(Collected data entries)
════════

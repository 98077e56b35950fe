//! S3 protocol client with AWS SigV4 signing
//!
//! This module provides:
//! - AWS Signature Version 4 signing over a fixed three-header canonical form
//! - Virtual-hosted endpoint and canonical query construction
//! - Object and multipart operations over a pluggable HTTP executor
//! - Typed error classification of every response

pub mod chunk;
pub mod client;
pub mod endpoint;
pub mod error;
pub mod signer;
pub mod transport;
pub mod types;

// Re-export main types for convenience
pub use client::{GetObjectOutput, ListUploadsQuery, S3Client};
pub use endpoint::{Endpoint, QueryParams, RequestTarget};
pub use error::{ProtocolError, Result, S3Error, TransportError};
pub use signer::{Credentials, PayloadSigning, Signer};
pub use transport::{BodyReader, HttpExecutor, HttpRequest, HttpResponse, HyperExecutor, RequestBody};
pub use types::{
    CompleteMultipartUploadResult, CompletedPart, InitiateMultipartUploadResult,
    ListMultipartUploadsResult, ListPartsResult, MultipartUpload, ObjectMetadata, Part,
    PutObjectOutput,
};
//! S3 client: endpoint builder + signer + executor + classifier
//!
//! Every operation makes exactly one round-trip and never retries.

use crate::s3::chunk::BoundedChunkReader;
use crate::s3::endpoint::{Endpoint, QueryParams};
use crate::s3::error::{classify, ProtocolError, Result, S3Error};
use crate::s3::signer::{payload_hash, Credentials, PayloadSigning, Signer, EMPTY_SHA256, UNSIGNED_PAYLOAD};
use crate::s3::transport::{BodyReader, HttpExecutor, HttpRequest, HttpResponse, RequestBody};
use crate::s3::types::{
    complete_multipart_body, CompleteMultipartUploadResult, CompletedPart,
    InitiateMultipartUploadResult, ListMultipartUploadsResult, ListPartsResult, ObjectMetadata,
    PutObjectOutput,
};
use base64::engine::general_purpose::STANDARD as BASE64;
use base64::Engine;
use bytes::Bytes;
use chrono::Utc;
use hyper::header::{HeaderMap, HeaderName, HeaderValue};
use hyper::{Method, StatusCode};
use std::fmt;
use std::sync::Arc;

/// Object body with the metadata from its response headers
pub struct GetObjectOutput {
    pub metadata: ObjectMetadata,
    pub body: BodyReader,
}

impl fmt::Debug for GetObjectOutput {
    fn fmt(&self, f: &mut fmt::Formatter<'_>) -> fmt::Result {
        f.debug_struct("GetObjectOutput")
            .field("metadata", &self.metadata)
            .finish_non_exhaustive()
    }
}

/// Filters and markers for ListMultipartUploads
#[derive(Debug, Clone, Default)]
pub struct ListUploadsQuery {
    pub prefix: Option<String>,
    pub key_marker: Option<String>,
    pub upload_id_marker: Option<String>,
    pub max_uploads: Option<u32>,
}

/// S3 client bound to one endpoint and one set of credentials.
///
/// Clones share the executor (and its connection pool) and the signer.
#[derive(Clone)]
pub struct S3Client {
    signer: Arc<Signer>,
    endpoint: Arc<Endpoint>,
    executor: Arc<dyn HttpExecutor>,
    payload_signing: PayloadSigning,
}

impl fmt::Debug for S3Client {
    fn fmt(&self, f: &mut fmt::Formatter<'_>) -> fmt::Result {
        f.debug_struct("S3Client")
            .field("endpoint", &self.endpoint)
            .field("signer", &self.signer)
            .field("payload_signing", &self.payload_signing)
            .finish_non_exhaustive()
    }
}

impl S3Client {
    pub fn new(credentials: Credentials, endpoint: Endpoint, executor: Arc<dyn HttpExecutor>) -> Self {
        Self {
            signer: Arc::new(Signer::new(credentials)),
            endpoint: Arc::new(endpoint),
            executor,
            payload_signing: PayloadSigning::default(),
        }
    }

    /// How streamed bodies are signed
    pub fn with_payload_signing(mut self, payload_signing: PayloadSigning) -> Self {
        self.payload_signing = payload_signing;
        self
    }

    pub fn endpoint(&self) -> &Endpoint {
        &self.endpoint
    }

    pub fn credentials(&self) -> &Credentials {
        self.signer.credentials()
    }

    /// Build, sign, execute and classify one request.
    async fn send(
        &self,
        method: Method,
        bucket: &str,
        key: &str,
        query: &QueryParams,
        mut headers: HeaderMap,
        body: RequestBody,
    ) -> Result<HttpResponse> {
        let target = self.endpoint.target(Some(bucket), key, query);

        let (body, content_sha256) = match body {
            RequestBody::Empty => (RequestBody::Empty, EMPTY_SHA256.to_string()),
            RequestBody::Full(bytes) => {
                let hash = payload_hash(&bytes);
                (RequestBody::Full(bytes), hash)
            }
            stream @ RequestBody::Stream { .. } => match self.payload_signing {
                PayloadSigning::Unsigned => (stream, UNSIGNED_PAYLOAD.to_string()),
                PayloadSigning::Buffered => {
                    let bytes = stream.collect().await?;
                    let hash = payload_hash(&bytes);
                    (RequestBody::Full(bytes), hash)
                }
            },
        };

        // One instant for both the signature and x-amz-date
        let now = Utc::now();
        let signed = self.signer.sign_target(method.as_str(), &target, &content_sha256, &now);

        insert_header(&mut headers, "host", &target.host)?;
        insert_header(&mut headers, "x-amz-date", &signed.amz_date)?;
        insert_header(&mut headers, "x-amz-content-sha256", &signed.content_sha256)?;
        insert_header(&mut headers, "authorization", &signed.authorization)?;
        if let Some(token) = &signed.security_token {
            insert_header(&mut headers, "x-amz-security-token", token)?;
        }
        let has_body = !matches!(body, RequestBody::Empty);
        if has_body || method == Method::PUT || method == Method::POST {
            insert_header(&mut headers, "content-length", &body.content_length().to_string())?;
        }

        tracing::debug!(
            method = %method,
            url = %target.url,
            content_length = body.content_length(),
            "s3_request"
        );

        let response = self
            .executor
            .execute(HttpRequest {
                method,
                url: target.url,
                headers,
                body,
            })
            .await?;

        classify(response).await
    }

    /// HEAD an object
    pub async fn head_object(&self, bucket: &str, key: &str) -> Result<ObjectMetadata> {
        let response = self
            .send(Method::HEAD, bucket, key, &QueryParams::new(), HeaderMap::new(), RequestBody::Empty)
            .await?;
        metadata_from_headers(&response)
    }

    /// GET a whole object; the body is streamed
    pub async fn get_object(&self, bucket: &str, key: &str) -> Result<GetObjectOutput> {
        let response = self
            .send(Method::GET, bucket, key, &QueryParams::new(), HeaderMap::new(), RequestBody::Empty)
            .await?;
        let metadata = metadata_from_headers(&response)?;
        Ok(GetObjectOutput {
            metadata,
            body: response.body,
        })
    }

    /// GET the inclusive byte range `[start, end]` of an object.
    ///
    /// A server that ignores `Range` and answers 200 with a different length is
    /// reported as a decode error rather than handing back the wrong bytes.
    pub async fn get_object_range(
        &self,
        bucket: &str,
        key: &str,
        start: u64,
        end: u64,
    ) -> Result<GetObjectOutput> {
        if end < start {
            return Err(S3Error::InvalidConfig(format!(
                "invalid byte range {}-{}",
                start, end
            )));
        }

        let mut headers = HeaderMap::new();
        insert_header(&mut headers, "range", &format!("bytes={}-{}", start, end))?;

        let response = self
            .send(Method::GET, bucket, key, &QueryParams::new(), headers, RequestBody::Empty)
            .await?;
        let metadata = metadata_from_headers(&response)?;

        let expected = end - start + 1;
        if metadata.content_length != expected {
            return Err(S3Error::Decode {
                status: Some(response.status),
                message: format!(
                    "range {}-{} returned {} bytes, expected {}",
                    start, end, metadata.content_length, expected
                ),
            });
        }
        if response.status != StatusCode::PARTIAL_CONTENT && start != 0 {
            return Err(S3Error::Decode {
                status: Some(response.status),
                message: format!("range {}-{} was not honoured", start, end),
            });
        }

        Ok(GetObjectOutput {
            metadata,
            body: response.body,
        })
    }

    /// Single buffered PUT, signed over the body, with `Content-MD5`
    pub async fn put_object(&self, bucket: &str, key: &str, data: Bytes) -> Result<PutObjectOutput> {
        let mut headers = HeaderMap::new();
        insert_header(&mut headers, "content-md5", &content_md5(&data))?;

        let response = self
            .send(Method::PUT, bucket, key, &QueryParams::new(), headers, RequestBody::Full(data))
            .await?;
        Ok(put_output(&response))
    }

    /// Single streamed PUT of exactly `length` bytes
    pub async fn put_object_stream(
        &self,
        bucket: &str,
        key: &str,
        body: BodyReader,
        length: u64,
    ) -> Result<PutObjectOutput> {
        let body = RequestBody::stream(BoundedChunkReader::new(body), length);
        let response = self
            .send(Method::PUT, bucket, key, &QueryParams::new(), HeaderMap::new(), body)
            .await?;
        Ok(put_output(&response))
    }

    pub async fn delete_object(&self, bucket: &str, key: &str, version_id: Option<&str>) -> Result<()> {
        let mut query = QueryParams::new();
        query.push_opt("versionId", version_id);

        self.send(Method::DELETE, bucket, key, &query, HeaderMap::new(), RequestBody::Empty)
            .await?;
        Ok(())
    }

    /// Initiate a multipart upload, returning the server-assigned upload ID
    pub async fn create_multipart_upload(
        &self,
        bucket: &str,
        key: &str,
    ) -> Result<InitiateMultipartUploadResult> {
        let query = QueryParams::new().with("uploads", "");
        let response = self
            .send(Method::POST, bucket, key, &query, HeaderMap::new(), RequestBody::Empty)
            .await?;

        let body = response.bytes().await?;
        InitiateMultipartUploadResult::from_xml(&body)
    }

    /// Upload one part from a stream of exactly `length` bytes.
    ///
    /// Returns the part's ETag verbatim (quotes included).
    pub async fn upload_part(
        &self,
        bucket: &str,
        key: &str,
        upload_id: &str,
        part_number: u32,
        body: BodyReader,
        length: u64,
    ) -> Result<String> {
        let query = QueryParams::new()
            .with("partNumber", part_number.to_string())
            .with("uploadId", upload_id);
        let body = RequestBody::stream(BoundedChunkReader::new(body), length);

        let response = self
            .send(Method::PUT, bucket, key, &query, HeaderMap::new(), body)
            .await?;

        let etag = response
            .header("etag")
            .filter(|etag| !etag.is_empty())
            .map(str::to_string)
            .ok_or_else(|| S3Error::Decode {
                status: Some(response.status),
                message: format!("UploadPart {} response has no ETag", part_number),
            })?;

        tracing::debug!(upload_id = %upload_id, part_number, etag = %etag, "part_uploaded");
        Ok(etag)
    }

    /// Complete a multipart upload. `parts` must already be in ascending order.
    ///
    /// S3 may report a completion failure as `200 OK` with an `<Error>` body;
    /// that is classified exactly like an error status.
    pub async fn complete_multipart_upload(
        &self,
        bucket: &str,
        key: &str,
        upload_id: &str,
        parts: &[CompletedPart],
    ) -> Result<CompleteMultipartUploadResult> {
        let query = QueryParams::new().with("uploadId", upload_id);
        let xml = Bytes::from(complete_multipart_body(parts));

        let mut headers = HeaderMap::new();
        insert_header(&mut headers, "content-md5", &content_md5(&xml))?;
        insert_header(&mut headers, "content-type", "application/xml")?;

        let response = self
            .send(Method::POST, bucket, key, &query, headers, RequestBody::Full(xml))
            .await?;

        let status = response.status;
        let version_id = response.header("x-amz-version-id").map(str::to_string);
        let body = response.bytes().await?;
        if let Ok(error) = ProtocolError::from_xml(&body) {
            return Err(S3Error::Protocol { status, error });
        }

        let mut result = CompleteMultipartUploadResult::from_xml(&body)?;
        if version_id.is_some() {
            result.version_id = version_id;
        }
        Ok(result)
    }

    pub async fn abort_multipart_upload(&self, bucket: &str, key: &str, upload_id: &str) -> Result<()> {
        let query = QueryParams::new().with("uploadId", upload_id);
        self.send(Method::DELETE, bucket, key, &query, HeaderMap::new(), RequestBody::Empty)
            .await?;
        Ok(())
    }

    /// One page of in-progress multipart uploads
    pub async fn list_multipart_uploads(
        &self,
        bucket: &str,
        params: &ListUploadsQuery,
    ) -> Result<ListMultipartUploadsResult> {
        let mut query = QueryParams::new().with("uploads", "");
        query.push_opt("prefix", params.prefix.as_deref());
        query.push_opt("key-marker", params.key_marker.as_deref());
        query.push_opt("upload-id-marker", params.upload_id_marker.as_deref());
        query.push_opt("max-uploads", params.max_uploads.map(|n| n.to_string()));

        let response = self
            .send(Method::GET, bucket, "", &query, HeaderMap::new(), RequestBody::Empty)
            .await?;

        let body = response.bytes().await?;
        ListMultipartUploadsResult::from_xml(&body)
    }

    /// One page of the parts uploaded so far
    pub async fn list_parts(
        &self,
        bucket: &str,
        key: &str,
        upload_id: &str,
        part_number_marker: Option<u32>,
    ) -> Result<ListPartsResult> {
        let mut query = QueryParams::new().with("uploadId", upload_id);
        query.push_opt("part-number-marker", part_number_marker.map(|n| n.to_string()));

        let response = self
            .send(Method::GET, bucket, key, &query, HeaderMap::new(), RequestBody::Empty)
            .await?;

        let body = response.bytes().await?;
        ListPartsResult::from_xml(&body)
    }
}

fn insert_header(headers: &mut HeaderMap, name: &'static str, value: &str) -> Result<()> {
    let value = HeaderValue::from_str(value)
        .map_err(|e| S3Error::InvalidConfig(format!("invalid {} header value: {}", name, e)))?;
    headers.insert(HeaderName::from_static(name), value);
    Ok(())
}

fn content_md5(data: &[u8]) -> String {
    BASE64.encode(md5::compute(data).0)
}

fn put_output(response: &HttpResponse) -> PutObjectOutput {
    PutObjectOutput {
        etag: response.header("etag").map(str::to_string),
        version_id: response.header("x-amz-version-id").map(str::to_string),
    }
}

fn metadata_from_headers(response: &HttpResponse) -> Result<ObjectMetadata> {
    let content_length = response
        .header("content-length")
        .ok_or_else(|| S3Error::Decode {
            status: Some(response.status),
            message: "response has no Content-Length".to_string(),
        })?
        .trim()
        .parse::<u64>()
        .map_err(|e| S3Error::Decode {
            status: Some(response.status),
            message: format!("invalid Content-Length: {}", e),
        })?;

    Ok(ObjectMetadata {
        content_length,
        etag: response.header("etag").map(str::to_string),
        version_id: response.header("x-amz-version-id").map(str::to_string),
        content_type: response.header("content-type").map(str::to_string),
        last_modified: response.header("last-modified").map(str::to_string),
    })
}
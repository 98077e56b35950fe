//! CLI module for s3xfer
//!
//! # Usage
//!
//! ```bash
//! # Copy between two profiles (multipart above the threshold)
//! s3xfer cp s3://src-bucket/big.bin s3://dst-bucket/big.bin --from aws --to minio
//!
//! # Upload a local file
//! s3xfer put ./backup.tar s3://bucket/backups/backup.tar
//!
//! # List and clean up abandoned multipart uploads
//! s3xfer uploads s3://bucket/backups/
//! s3xfer gc s3://bucket --older-than-hours 24
//!
//! # Show how a request would be signed
//! s3xfer sign GET s3://bucket/key --query versionId=abc
//!
//! # An empty bucket (s3:///key) means the profile's default bucket
//! s3xfer put ./report.csv s3:///reports/
//! ```

pub mod commands;

use anyhow::Result;

/// `s3://bucket/key` (or mc-style `s3/bucket/key`)
#[derive(Debug, Clone, PartialEq, Eq)]
pub struct S3Path {
    /// `None` selects the profile's default bucket
    pub bucket: Option<String>,
    pub key: Option<String>,
}

impl S3Path {
    pub fn key_or_err(&self) -> Result<&str> {
        self.key.as_deref().ok_or_else(|| {
            anyhow::anyhow!(
                "S3 path s3://{} must include a key",
                self.bucket.as_deref().unwrap_or_default()
            )
        })
    }
}

/// Parse an S3 path into bucket and optional key
pub fn parse_s3_path(path: &str) -> Result<S3Path> {
    let path = path.trim();

    // Accept both "s3://bucket/key" (URI) and "s3/bucket/key" (mc-compatible)
    let stripped = if let Some(p) = path.strip_prefix("s3://") {
        p
    } else if let Some(p) = path.strip_prefix("s3/") {
        p
    } else {
        anyhow::bail!("Invalid S3 path format. Expected: s3://bucket/key");
    };

    let (bucket, key) = match stripped.split_once('/') {
        Some((bucket, key)) => (bucket, Some(key)),
        None => (stripped, None),
    };

    Ok(S3Path {
        bucket: Some(bucket).filter(|b| !b.is_empty()).map(str::to_string),
        key: key.filter(|k| !k.is_empty()).map(str::to_string),
    })
}

/// Parse a `key=value` query argument (`key` alone means an empty value)
pub fn parse_query_pair(raw: &str) -> Result<(String, String)> {
    let (key, value) = raw.split_once('=').unwrap_or((raw, ""));
    if key.is_empty() {
        anyhow::bail!("Query parameter {:?} has no key", raw);
    }
    Ok((key.to_string(), value.to_string()))
}

/// Format bytes in human-readable form
pub fn format_bytes(bytes: u64) -> String {
    const UNITS: &[&str] = &["B", "KB", "MB", "GB", "TB", "PB"];

    if bytes == 0 {
        return "0 B".to_string();
    }

    let bytes_f64 = bytes as f64;
    let exponent = (bytes_f64.ln() / 1024_f64.ln()).floor() as usize;
    let exponent = exponent.min(UNITS.len() - 1);

    let value = bytes_f64 / 1024_f64.powi(exponent as i32);

    if exponent == 0 {
        format!("{} {}", bytes, UNITS[exponent])
    } else {
        format!("{:.2} {}", value, UNITS[exponent])
    }
}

════════

Filter the records above for the string "ListMultipartUploadsResult" and copy each matching line.

    ListMultipartUploadsResult, ListPartsResult, MultipartUpload, ObjectMetadata, Part,
    InitiateMultipartUploadResult, ListMultipartUploadsResult, ListPartsResult, ObjectMetadata,
    ) -> Result<ListMultipartUploadsResult> {
        ListMultipartUploadsResult::from_xml(&body)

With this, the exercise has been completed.